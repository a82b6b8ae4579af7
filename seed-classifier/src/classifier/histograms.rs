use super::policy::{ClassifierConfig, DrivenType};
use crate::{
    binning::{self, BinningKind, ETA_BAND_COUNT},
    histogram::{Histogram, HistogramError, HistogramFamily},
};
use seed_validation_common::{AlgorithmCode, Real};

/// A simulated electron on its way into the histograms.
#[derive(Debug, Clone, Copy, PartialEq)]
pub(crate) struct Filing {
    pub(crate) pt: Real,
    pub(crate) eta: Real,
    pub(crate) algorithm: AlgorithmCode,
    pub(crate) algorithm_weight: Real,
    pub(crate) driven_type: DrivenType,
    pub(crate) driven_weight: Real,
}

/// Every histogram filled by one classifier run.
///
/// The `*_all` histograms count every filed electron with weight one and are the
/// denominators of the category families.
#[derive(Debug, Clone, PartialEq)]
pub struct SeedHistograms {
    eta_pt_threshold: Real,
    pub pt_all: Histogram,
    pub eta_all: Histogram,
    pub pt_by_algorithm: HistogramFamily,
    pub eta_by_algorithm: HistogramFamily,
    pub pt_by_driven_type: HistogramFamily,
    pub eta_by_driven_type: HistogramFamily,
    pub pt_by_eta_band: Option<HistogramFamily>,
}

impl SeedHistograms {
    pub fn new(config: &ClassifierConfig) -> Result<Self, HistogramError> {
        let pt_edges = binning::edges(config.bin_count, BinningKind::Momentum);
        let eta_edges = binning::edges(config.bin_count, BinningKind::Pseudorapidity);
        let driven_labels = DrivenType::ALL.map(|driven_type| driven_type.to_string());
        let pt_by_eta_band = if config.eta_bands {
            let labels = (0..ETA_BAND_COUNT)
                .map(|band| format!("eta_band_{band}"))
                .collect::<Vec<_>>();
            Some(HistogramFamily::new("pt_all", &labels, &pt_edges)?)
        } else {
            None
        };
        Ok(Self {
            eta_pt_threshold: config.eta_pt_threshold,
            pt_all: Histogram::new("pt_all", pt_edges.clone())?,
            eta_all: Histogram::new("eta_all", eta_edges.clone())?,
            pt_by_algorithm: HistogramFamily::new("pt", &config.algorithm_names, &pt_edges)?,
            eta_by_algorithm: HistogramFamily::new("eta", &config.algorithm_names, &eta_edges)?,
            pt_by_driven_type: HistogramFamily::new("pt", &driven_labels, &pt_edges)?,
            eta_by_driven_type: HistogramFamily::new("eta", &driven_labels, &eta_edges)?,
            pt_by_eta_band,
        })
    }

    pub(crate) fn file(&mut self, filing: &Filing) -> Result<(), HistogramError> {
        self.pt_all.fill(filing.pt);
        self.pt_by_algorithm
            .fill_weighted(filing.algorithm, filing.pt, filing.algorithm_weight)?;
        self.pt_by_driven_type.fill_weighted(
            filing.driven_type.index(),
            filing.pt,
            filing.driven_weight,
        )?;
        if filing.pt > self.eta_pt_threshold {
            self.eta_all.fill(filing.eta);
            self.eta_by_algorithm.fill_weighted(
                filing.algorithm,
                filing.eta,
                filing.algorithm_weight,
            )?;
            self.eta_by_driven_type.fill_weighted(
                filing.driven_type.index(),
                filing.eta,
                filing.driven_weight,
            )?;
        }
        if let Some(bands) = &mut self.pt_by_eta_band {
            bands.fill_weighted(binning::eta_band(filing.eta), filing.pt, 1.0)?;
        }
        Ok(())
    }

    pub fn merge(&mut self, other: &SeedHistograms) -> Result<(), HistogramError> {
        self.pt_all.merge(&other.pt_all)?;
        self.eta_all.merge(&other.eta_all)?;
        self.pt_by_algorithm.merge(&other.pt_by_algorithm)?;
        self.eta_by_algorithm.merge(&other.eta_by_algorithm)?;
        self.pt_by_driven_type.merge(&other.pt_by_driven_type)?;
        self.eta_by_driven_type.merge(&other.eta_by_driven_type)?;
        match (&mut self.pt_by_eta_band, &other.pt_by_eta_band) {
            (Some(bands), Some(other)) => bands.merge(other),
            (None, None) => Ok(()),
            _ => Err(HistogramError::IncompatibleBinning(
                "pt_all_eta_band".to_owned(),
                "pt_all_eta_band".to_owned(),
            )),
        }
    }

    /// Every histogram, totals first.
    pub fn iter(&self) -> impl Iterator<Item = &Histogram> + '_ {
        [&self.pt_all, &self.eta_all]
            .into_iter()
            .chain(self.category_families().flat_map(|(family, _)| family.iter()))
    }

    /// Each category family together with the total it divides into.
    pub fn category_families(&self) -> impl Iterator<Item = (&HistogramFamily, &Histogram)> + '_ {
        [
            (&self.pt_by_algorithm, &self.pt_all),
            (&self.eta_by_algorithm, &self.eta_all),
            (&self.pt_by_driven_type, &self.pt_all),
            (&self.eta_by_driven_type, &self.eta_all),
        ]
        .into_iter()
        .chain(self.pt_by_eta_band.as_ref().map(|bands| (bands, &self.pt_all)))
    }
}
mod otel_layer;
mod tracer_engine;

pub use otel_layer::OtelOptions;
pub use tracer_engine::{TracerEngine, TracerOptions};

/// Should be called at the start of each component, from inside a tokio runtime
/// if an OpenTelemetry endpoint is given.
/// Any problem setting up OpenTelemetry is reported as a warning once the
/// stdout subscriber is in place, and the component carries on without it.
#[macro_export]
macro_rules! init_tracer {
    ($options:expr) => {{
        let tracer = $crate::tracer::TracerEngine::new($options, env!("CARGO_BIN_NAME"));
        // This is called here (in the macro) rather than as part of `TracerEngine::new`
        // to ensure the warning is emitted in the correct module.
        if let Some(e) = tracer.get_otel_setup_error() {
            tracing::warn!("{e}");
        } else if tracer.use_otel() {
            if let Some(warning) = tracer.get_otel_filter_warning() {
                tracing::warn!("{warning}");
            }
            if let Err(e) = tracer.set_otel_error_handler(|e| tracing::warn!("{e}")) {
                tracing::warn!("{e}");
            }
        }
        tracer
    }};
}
◆ ◆ ◆
Task to complete: In full and without change, transcribe the data above.

Problem solution:
repository a82b6b8ae4579af7
filename seed-classifier/src/classifier/histograms.rs
use super::policy::{ClassifierConfig, DrivenType};
use crate::{
    binning::{self, BinningKind, ETA_BAND_COUNT},
    histogram::{Histogram, HistogramError, HistogramFamily},
};
use seed_validation_common::{AlgorithmCode, Real};

/// A simulated electron on its way into the histograms.
#[derive(Debug, Clone, Copy, PartialEq)]
pub(crate) struct Filing {
    pub(crate) pt: Real,
    pub(crate) eta: Real,
    pub(crate) algorithm: AlgorithmCode,
    pub(crate) algorithm_weight: Real,
    pub(crate) driven_type: DrivenType,
    pub(crate) driven_weight: Real,
}

/// Every histogram filled by one classifier run.
///
/// The `*_all` histograms count every filed electron with weight one and are the
/// denominators of the category families.
#[derive(Debug, Clone, PartialEq)]
pub struct SeedHistograms {
    eta_pt_threshold: Real,
    pub pt_all: Histogram,
    pub eta_all: Histogram,
    pub pt_by_algorithm: HistogramFamily,
    pub eta_by_algorithm: HistogramFamily,
    pub pt_by_driven_type: HistogramFamily,
    pub eta_by_driven_type: HistogramFamily,
    pub pt_by_eta_band: Option<HistogramFamily>,
}

impl SeedHistograms {
    pub fn new(config: &ClassifierConfig) -> Result<Self, HistogramError> {
        let pt_edges = binning::edges(config.bin_count, BinningKind::Momentum);
        let eta_edges = binning::edges(config.bin_count, BinningKind::Pseudorapidity);
        let driven_labels = DrivenType::ALL.map(|driven_type| driven_type.to_string());
        let pt_by_eta_band = if config.eta_bands {
            let labels = (0..ETA_BAND_COUNT)
                .map(|band| format!("eta_band_{band}"))
                .collect::<Vec<_>>();
            Some(HistogramFamily::new("pt_all", &labels, &pt_edges)?)
        } else {
            None
        };
        Ok(Self {
            eta_pt_threshold: config.eta_pt_threshold,
            pt_all: Histogram::new("pt_all", pt_edges.clone())?,
            eta_all: Histogram::new("eta_all", eta_edges.clone())?,
            pt_by_algorithm: HistogramFamily::new("pt", &config.algorithm_names, &pt_edges)?,
            eta_by_algorithm: HistogramFamily::new("eta", &config.algorithm_names, &eta_edges)?,
            pt_by_driven_type: HistogramFamily::new("pt", &driven_labels, &pt_edges)?,
            eta_by_driven_type: HistogramFamily::new("eta", &driven_labels, &eta_edges)?,
            pt_by_eta_band,
        })
    }

    pub(crate) fn file(&mut self, filing: &Filing) -> Result<(), HistogramError> {
        self.pt_all.fill(filing.pt);
        self.pt_by_algorithm
            .fill_weighted(filing.algorithm, filing.pt, filing.algorithm_weight)?;
        self.pt_by_driven_type.fill_weighted(
            filing.driven_type.index(),
            filing.pt,
            filing.driven_weight,
        )?;
        if filing.pt > self.eta_pt_threshold {
            self.eta_all.fill(filing.eta);
            self.eta_by_algorithm.fill_weighted(
                filing.algorithm,
                filing.eta,
                filing.algorithm_weight,
            )?;
            self.eta_by_driven_type.fill_weighted(
                filing.driven_type.index(),
                filing.eta,
                filing.driven_weight,
            )?;
        }
        if let Some(bands) = &mut self.pt_by_eta_band {
            bands.fill_weighted(binning::eta_band(filing.eta), filing.pt, 1.0)?;
        }
        Ok(())
    }

    pub fn merge(&mut self, other: &SeedHistograms) -> Result<(), HistogramError> {
        self.pt_all.merge(&other.pt_all)?;
        self.eta_all.merge(&other.eta_all)?;
        self.pt_by_algorithm.merge(&other.pt_by_algorithm)?;
        self.eta_by_algorithm.merge(&other.eta_by_algorithm)?;
        self.pt_by_driven_type.merge(&other.pt_by_driven_type)?;
        self.eta_by_driven_type.merge(&other.eta_by_driven_type)?;
        match (&mut self.pt_by_eta_band, &other.pt_by_eta_band) {
            (Some(bands), Some(other)) => bands.merge(other),
            (None, None) => Ok(()),
            _ => Err(HistogramError::IncompatibleBinning(
                "pt_all_eta_band".to_owned(),
                "pt_all_eta_band".to_owned(),
            )),
        }
    }

    /// Every histogram, totals first.
    pub fn iter(&self) -> impl Iterator<Item = &Histogram> + '_ {
        [&self.pt_all, &self.eta_all]
            .into_iter()
            .chain(self.category_families().flat_map(|(family, _)| family.iter()))
    }

    /// Each category family together with the total it divides into.
    pub fn category_families(&self) -> impl Iterator<Item = (&HistogramFamily, &Histogram)> + '_ {
        [
            (&self.pt_by_algorithm, &self.pt_all),
            (&self.eta_by_algorithm, &self.eta_all),
            (&self.pt_by_driven_type, &self.pt_all),
            (&self.eta_by_driven_type, &self.eta_all),
        ]
        .into_iter()
        .chain(self.pt_by_eta_band.as_ref().map(|bands| (bands, &self.pt_all)))
    }
}
mod otel_layer;
mod tracer_engine;

pub use otel_layer::OtelOptions;
pub use tracer_engine::{TracerEngine, TracerOptions};

/// Should be called at the start of each component, from inside a tokio runtime
/// if an OpenTelemetry endpoint is given.
/// Any problem setting up OpenTelemetry is reported as a warning once the
/// stdout subscriber is in place, and the component carries on without it.
#[macro_export]
macro_rules! init_tracer {
    ($options:expr) => {{
        let tracer = $crate::tracer::TracerEngine::new($options, env!("CARGO_BIN_NAME"));
        // This is called here (in the macro) rather than as part of `TracerEngine::new`
        // to ensure the warning is emitted in the correct module.
        if let Some(e) = tracer.get_otel_setup_error() {
            tracing::warn!("{e}");
        } else if tracer.use_otel() {
            if let Some(warning) = tracer.get_otel_filter_warning() {
                tracing::warn!("{warning}");
            }
            if let Err(e) = tracer.set_otel_error_handler(|e| tracing::warn!("{e}")) {
                tracing::warn!("{e}");
            }
        }
        tracer
    }};
}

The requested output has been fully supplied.